EXERCISE DETAILS: From the entries, copy each line that includes "RewriteError".

Stored records:
****
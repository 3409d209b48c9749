//! JSONL (JSON Lines) formatter for history entries.

use std::io::Write;

use crate::error::RewriteError;
use crate::history::HistoryEntry;

use super::io_error;

/// Writes entries in JSONL format, one object per line.
///
/// # Errors
///
/// Returns [`RewriteError::Io`] if serialisation or writing fails.
pub fn write_jsonl<W: Write>(writer: &mut W, entries: &[HistoryEntry]) -> Result<(), RewriteError> {
    for entry in entries {
        serde_json::to_writer(&mut *writer, entry).map_err(|e| RewriteError::Io {
            message: format!("JSON serialization failed: {e}"),
        })?;
        writeln!(writer).map_err(|e| io_error(&e))?;
    }
    Ok(())
}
****
EXERCISE SOLUTION:
use crate::error::RewriteError;
/// Returns [`RewriteError::Io`] if serialisation or writing fails.
pub fn write_jsonl<W: Write>(writer: &mut W, entries: &[HistoryEntry]) -> Result<(), RewriteError> {
        serde_json::to_writer(&mut *writer, entry).map_err(|e| RewriteError::Io {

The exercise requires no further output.